Assigned task » Print the records below word for word, beginning with the first line and ending once the line containing "use crate::email::send_appointment_email;" is printed.

### Extracted entries

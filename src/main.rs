// src/main.rs

mod app_state;
mod appointment;
mod auth;
mod chat;
mod chat_server;
mod config;
mod db;
mod email;
mod models;
mod notifications;
mod user_management;
mod web_socket_server;

use std::env;
use std::future::Future;
use std::pin::Pin;
use std::sync::Arc;
use std::task::{Context, Poll};

use actix::Actor;
use actix_cors::Cors;
use actix_web::{
    body::{BoxBody, MessageBody},
    dev::{Service, ServiceRequest, ServiceResponse, Transform},
    http,
    middleware::Logger,
    web, App, Error, HttpMessage, HttpResponse, HttpServer,
};
use env_logger::Env;
use futures::future::{ok, Ready};

use crate::app_state::AppState;
use crate::appointment::{
    create_appointment, get_appointment, get_patient_appointments, list_appointments,
    update_appointment_status,
};
use crate::auth::{login, signup, validate_jwt, AuthUser};
use crate::chat::{
    ensure_thread_handler, get_messages, get_thread, get_user_threads, list_member_chats,
    mark_thread_read_handler, send_message,
};
use crate::email::send_appointment_email;
use crate::notifications::{
    get_notifications, mark_all_notifications_read, mark_notification_read,
};
use crate::user_management::{find_user_email, get_user_by_id};
use crate::web_socket_server::ws_index;

#[derive(Debug)]
pub struct Authentication;

impl<S, B> Transform<S, ServiceRequest> for Authentication
where
    S: Service<ServiceRequest, Response = ServiceResponse<B>, Error = Error>,
    S::Future: 'static,
    B: MessageBody + 'static,
{
    type Response = ServiceResponse<BoxBody>;
    type Error = Error;
    type Transform = AuthMiddleware<S>;
    type InitError = ();
    type Future = Ready<Result<Self::Transform, Self::InitError>>;

    fn new_transform(&self, service: S) -> Self::Future {
        ok(AuthMiddleware { service })
    }
}

pub struct AuthMiddleware<S> {
    service: S,
}

impl<S, B> Service<ServiceRequest> for AuthMiddleware<S>
where
    S: Service<ServiceRequest, Response = ServiceResponse<B>, Error = Error>,
    S::Future: 'static,
    B: MessageBody + 'static,
{
    type Response = ServiceResponse<BoxBody>;
    type Error = Error;
    type Future = Pin<Box<dyn Future<Output = Result<Self::Response, Self::Error>>>>;

    fn poll_ready(&self, cx: &mut Context<'_>) -> Poll<Result<(), Self::Error>> {
        self.service.poll_ready(cx)
    }

    fn call(&self, req: ServiceRequest) -> Self::Future {
        // Extract "Bearer <token>" from the Authorization header if present.
        // A bad token is rejected here; an absent one passes through and the
        // handlers themselves decide whether they need an identity.
        if let Some(auth_header) = req.headers().get(http::header::AUTHORIZATION) {
            if let Ok(auth_str) = auth_header.to_str() {
                if auth_str.starts_with("Bearer ") {
                    let token = auth_str.trim_start_matches("Bearer ").trim().to_string();
                    match verify_token(&token) {
                        Ok(user) => {
                            req.extensions_mut().insert(user);
                        }
                        Err(e) => {
                            let (req_parts, _payload) = req.into_parts();
                            let resp = HttpResponse::Unauthorized()
                                .body(format!("Invalid token: {}", e))
                                .map_into_boxed_body();
                            let srv_resp = ServiceResponse::new(req_parts, resp);
                            return Box::pin(async move { Ok(srv_resp) });
                        }
                    }
                }
            }
        }

        let fut = self.service.call(req);
        Box::pin(async move {
            let res = fut.await?;
            Ok(res.map_into_boxed_body())
        })
    }
}

fn verify_token(token: &str) -> Result<AuthUser, String> {
    let secret = env::var("JWT_SECRET").unwrap_or_else(|_| "secret".to_string());
    match validate_jwt(token, &secret) {
        Ok(claims) => Ok(AuthUser {
            user_id: claims.sub,
            role: claims.role,
        }),
        Err(e) => Err(format!("Token decode error: {}", e)),
    }
}

#[actix_web::main]
async fn main() -> std::io::Result<()> {
    dotenv::dotenv().ok();
    env_logger::Builder::from_env(Env::default().default_filter_or("info")).init();

    let config = config::Config::from_env();
    let mongodb = Arc::new(db::MongoDB::init(&config.mongo_uri, &config.database_name).await);
    let chat_server = chat_server::ChatServer::new(mongodb.clone()).start();
    let mailer = email::build_mailer(
        &config.smtp_host,
        &config.smtp_username,
        &config.smtp_password,
    )
    .expect("Failed to build SMTP transport");

    let frontend_origin = config.frontend_origin.clone();

    println!("Server running at http://0.0.0.0:8080");
    println!("Allowed CORS Origin: {}", frontend_origin);

    HttpServer::new(move || {
        let cors = Cors::default()
            .allowed_origin(&frontend_origin)
            .allowed_methods(vec!["GET", "POST", "PUT", "DELETE", "OPTIONS"])
            .allowed_headers(vec![
                http::header::CONTENT_TYPE,
                http::header::ACCEPT,
                http::header::AUTHORIZATION,
            ])
            .supports_credentials()
            .max_age(3600);

        App::new()
            .wrap(Logger::default())
            .wrap(cors)
            .wrap(Authentication)
            .app_data(web::Data::new(AppState {
                chat_server: chat_server.clone(),
                mongodb: mongodb.clone(),
                mailer: mailer.clone(),
                config: config.clone(),
            }))
            .service(
                web::scope("/auth")
                    .route("/signup", web::post().to(signup))
                    .route("/login", web::post().to(login)),
            )
            // The email route keeps its historical singular path; the
            // appointment records live under /appointments.
            .service(
                web::scope("/appointment")
                    .route("/sendEmail", web::post().to(send_appointment_email)),
            )
            .service(
                web::scope("/appointments")
                    .route("", web::post().to(create_appointment))
                    .route("", web::get().to(list_appointments))
                    .route(
                        "/patient/{patient_id}",
                        web::get().to(get_patient_appointments),
                    )
                    .route("/{id}", web::get().to(get_appointment))
                    .route("/{id}/status", web::put().to(update_appointment_status)),
            )
            // CHATS
            .service(
                web::scope("/chats")
                    .route("/threads", web::post().to(ensure_thread_handler))
                    .route("/threads/{thread_id}", web::get().to(get_thread))
                    .route("/user/{user_id}", web::get().to(get_user_threads))
                    .route("/member", web::get().to(list_member_chats))
                    .route("/{thread_id}/read", web::post().to(mark_thread_read_handler)),
            )
            // MESSAGES (GET and POST)
            .service(
                web::scope("/messages")
                    .route("/{thread_id}", web::get().to(get_messages))
                    .route("/{thread_id}", web::post().to(send_message)),
            )
            .service(
                web::scope("/notifications")
                    .route("/{user_id}", web::get().to(get_notifications))
                    .route("/{id}/read", web::post().to(mark_notification_read))
                    .route(
                        "/{user_id}/read_all",
                        web::post().to(mark_all_notifications_read),
                    ),
            )
            // USERS
            .service(
                web::scope("/users")
                    .route("/find_user_email", web::get().to(find_user_email))
                    .route("/get/{id}", web::get().to(get_user_by_id)),
            )
            // WEBSOCKET route for real-time
            .service(web::resource("/ws").route(web::get().to(ws_index)))
    })
    .bind("0.0.0.0:8080")?
    .run()
    .await
}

######

Result of the exercise »
filename src/main.rs
// src/main.rs

mod app_state;
mod appointment;
mod auth;
mod chat;
mod chat_server;
mod config;
mod db;
mod email;
mod models;
mod notifications;
mod user_management;
mod web_socket_server;

use std::env;
use std::future::Future;
use std::pin::Pin;
use std::sync::Arc;
use std::task::{Context, Poll};

use actix::Actor;
use actix_cors::Cors;
use actix_web::{
    body::{BoxBody, MessageBody},
    dev::{Service, ServiceRequest, ServiceResponse, Transform},
    http,
    middleware::Logger,
    web, App, Error, HttpMessage, HttpResponse, HttpServer,
};
use env_logger::Env;
use futures::future::{ok, Ready};

use crate::app_state::AppState;
use crate::appointment::{
    create_appointment, get_appointment, get_patient_appointments, list_appointments,
    update_appointment_status,
};
use crate::auth::{login, signup, validate_jwt, AuthUser};
use crate::chat::{
    ensure_thread_handler, get_messages, get_thread, get_user_threads, list_member_chats,
    mark_thread_read_handler, send_message,
};
use crate::email::send_appointment_email;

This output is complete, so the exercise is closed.